Infants were not the only targets of public concern: across Europe, governments set up schemes to tackle a range of diseases among the adult population. In the late nineteenth century, the pattern of disease was changing. Overall, life expectancy increased as the number of deaths from epidemic diseases such as cholera, typhus and typhoid fever declined. Instead, chronic illnesses – heart diseases, tuberculosis (TB) and cancer – emerged as significant causes of death. A new form of medicine emerged called ‘social medicine’. Whereas infectious diseases had been brought under control by cleaning up the environment and isolating patients, social medicine dealt with disease through social interventions, improving housing, diet and working conditions by educating people to live in ways that would improve their health and stop the spread of disease. In the case of TB, this meant isolating patients in their own homes. TB patients were taught to sleep separately from other family members, not to share plates and cutlery, and to spend as much time as possible in the open air (Smith, 1988). People were taught about the dangers of cancer, were encouraged to watch for early symptoms and to follow a healthy lifestyle, taking exercise in the opening air, avoiding alcohol and tobacco, and eating ‘natural’ foods (Proctor, 1999).
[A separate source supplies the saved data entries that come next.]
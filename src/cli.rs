use std::path::PathBuf;

use clap::Parser;
use serde::{Deserialize, Serialize};

use crate::config::Settings;
use crate::{AsciiPlayerError, Result};

#[derive(Parser, Debug)]
#[command(author, version, about, long_about = None)]
pub struct Cli {
    /// Path to the video file to load at startup (press `o` to open one later)
    pub file_path: Option<PathBuf>,

    /// Character grid width (20-200)
    #[arg(short, long)]
    pub width: Option<u32>,

    /// Contrast exponent (0.1-3.0, 1.0 = unchanged)
    #[arg(short, long)]
    pub contrast: Option<f64>,

    /// Character ramp to map brightness onto
    #[arg(short, long)]
    pub palette: Option<RampStyle>,

    /// Loop the video playback at the end of the media
    #[arg(short, long)]
    pub loop_playback: bool,

    /// Start playing as soon as the file is loaded
    #[arg(long)]
    pub autoplay: bool,

    /// Refresh ticks per second for the render loop
    #[arg(long, value_name = "HZ")]
    pub tick_rate: Option<f64>,

    /// JSON settings file
    #[arg(long, value_name = "PATH")]
    pub config: Option<PathBuf>,

    /// Enable verbose logging
    #[arg(short, long)]
    pub verbose: bool,

    /// Show video information only (don't play)
    #[arg(long)]
    pub info_only: bool,

    /// Print the first frame as ASCII to stdout and exit
    #[arg(long)]
    pub single_frame: bool,
}

#[derive(clap::ValueEnum, Serialize, Deserialize, Clone, Copy, Debug, Default, PartialEq, Eq)]
#[serde(rename_all = "lowercase")]
pub enum RampStyle {
    /// Ten ASCII glyphs, " .:-=+*#%@"
    #[default]
    Ascii,
    /// Seventy ASCII glyphs for finer gradients
    Extended,
    /// Unicode shade blocks
    Blocks,
}

impl Cli {
    /// Validate command line arguments
    pub fn validate(&self) -> Result<()> {
        if let Some(path) = &self.file_path {
            if !path.exists() {
                return Err(AsciiPlayerError::InvalidConfig(format!(
                    "Video file does not exist: {}",
                    path.display()
                )));
            }
        }

        if (self.info_only || self.single_frame) && self.file_path.is_none() {
            return Err(AsciiPlayerError::InvalidConfig(
                "A video file is required for --info-only and --single-frame".to_string(),
            ));
        }

        if let Some(config) = &self.config {
            if !config.exists() {
                return Err(AsciiPlayerError::InvalidConfig(format!(
                    "Settings file does not exist: {}",
                    config.display()
                )));
            }
        }

        Ok(())
    }

    /// Settings from the optional file, overridden by the flags given here
    pub fn settings(&self) -> Result<Settings> {
        let mut settings = match &self.config {
            Some(path) => Settings::load(path)?,
            None => Settings::default(),
        };

        if let Some(width) = self.width {
            settings.grid_width = width;
        }
        if let Some(contrast) = self.contrast {
            settings.contrast = contrast;
        }
        if let Some(palette) = self.palette {
            settings.palette = palette;
        }
        if let Some(tick_rate) = self.tick_rate {
            settings.tick_rate = tick_rate;
        }
        settings.loop_playback |= self.loop_playback;

        settings.validate()?;
        Ok(settings)
    }
}

#[cfg(test)]
mod tests {
    use super::*;

    fn parse(args: &[&str]) -> Cli {
        Cli::try_parse_from(std::iter::once("ascii-video-player").chain(args.iter().copied()))
            .unwrap()
    }

    #[test]
    fn test_defaults() {
        let cli = parse(&[]);
        assert!(cli.file_path.is_none());
        assert!(cli.validate().is_ok());

        let settings = cli.settings().unwrap();
        assert_eq!(settings, Settings::default());
    }

    #[test]
    fn test_flags_override_settings() {
        let cli = parse(&["-w", "120", "-c", "1.5", "-p", "blocks", "--loop-playback"]);
        let settings = cli.settings().unwrap();
        assert_eq!(settings.grid_width, 120);
        assert_eq!(settings.contrast, 1.5);
        assert_eq!(settings.palette, RampStyle::Blocks);
        assert!(settings.loop_playback);
    }

    #[test]
    fn test_out_of_range_width() {
        let cli = parse(&["--width", "10"]);
        let err = cli.settings().unwrap_err();
        assert!(err.to_string().contains("Grid width"));
    }

    #[test]
    fn test_missing_file() {
        let cli = parse(&["nonexistent.mp4"]);
        let err = cli.validate().unwrap_err();
        assert!(err.to_string().contains("does not exist"));
    }

    #[test]
    fn test_info_only_needs_file() {
        let cli = parse(&["--info-only"]);
        assert!(cli.validate().is_err());
    }
}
Governments put a lot of effort into tackling venereal diseases (VD). Although it is hard to arrive at accurate statistics of the levels of infection, it was clear that the incidence of VD was increasing. Over 24,000 cases were reported in Sweden in 1918, compared with just 3,681 in 1900 (Davidson and Hall, 2001, p. 30). Some estimates suggested that 10 per cent or more of the population were infected. Both syphilis and gonorrhoea had serious consequences: untreated syphilis could end in insanity and death while babies born to women suffering from gonorrhoea could be left blind. As well as a threat to individuals, VD was singled out as a danger to society (see Figure 5). It was ‘one of the greatest public evils – a chief cause of premature death, of untold suffering, of racial degeneration, of blindness, of deafness, of ugliness, of everything that is hateful’ (The Times, 1913, p. 6). VD was linked with ‘modern’ lifestyles and moral decline. In the postwar period, a loosening of moral codes, a loss of influence among the churches, which could no longer regulate behaviour, and greater sexual freedom for women were all blamed for a rise in rates of VD.
Broadly speaking, there were two possible approaches. The first, supported by churches and social purity campaigners, argued that VD could be controlled by changing moral standards and patterns of behaviour. Young people should abstain from sex until marriage, and then remain faithful to their partners. Alternatively, a more pragmatic approach suggested that such high moral standards were unattainable: sex outside marriage was a fact of life and it was the responsibility of the state to ensure that the results of this behaviour should not be life-threatening by offering free VD treatment. By 1918, medical practitioners had a good understanding of both diseases. The bacteria responsible for syphilis and gonorrhoea had been identified in 1902 and from 1910 there was an effective treatment for syphilis – Salvarsan, one of the first ‘magic bullet’ drugs, which targeted the infective agent. It still had unpleasant side effects and required long periods of treatment.
European states adopted a variety of strategies to deal with VD. A number of countries, including Spain and Italy, maintained nineteenth-century policies that targeted only prostitutes, who were required to submit to regular medical inspections, and were compelled to undergo medical treatment if found to have VD. Other states extended such policies to the whole population. In Germany and Sweden, the authorities had to be notified of any cases of VD and sufferers were compelled to undergo treatment. Anyone who failed to complete the treatment, or continued to be sexually active while infected, could be sent to prison for up to three years. In practice, it was very difficult to prove such cases and such regulations functioned as a deterrent (Davidson and Hall, 2001, pp. 39–40). An alternative strategy, adopted in Britain through legislation in 1916, was aimed at encouraging sufferers to come forward for treatment. There was no mandatory notification of VD cases, and free, confidential treatment was offered through local authority clinics. By 1919, over a million patients were seen by the clinics and deaths from syphilis declined. While British VD policy was pragmatic in the sense that it accepted a certain level of sexual freedom, it still had a moral dimension, which can be seen in approaches to dealing with different social groups.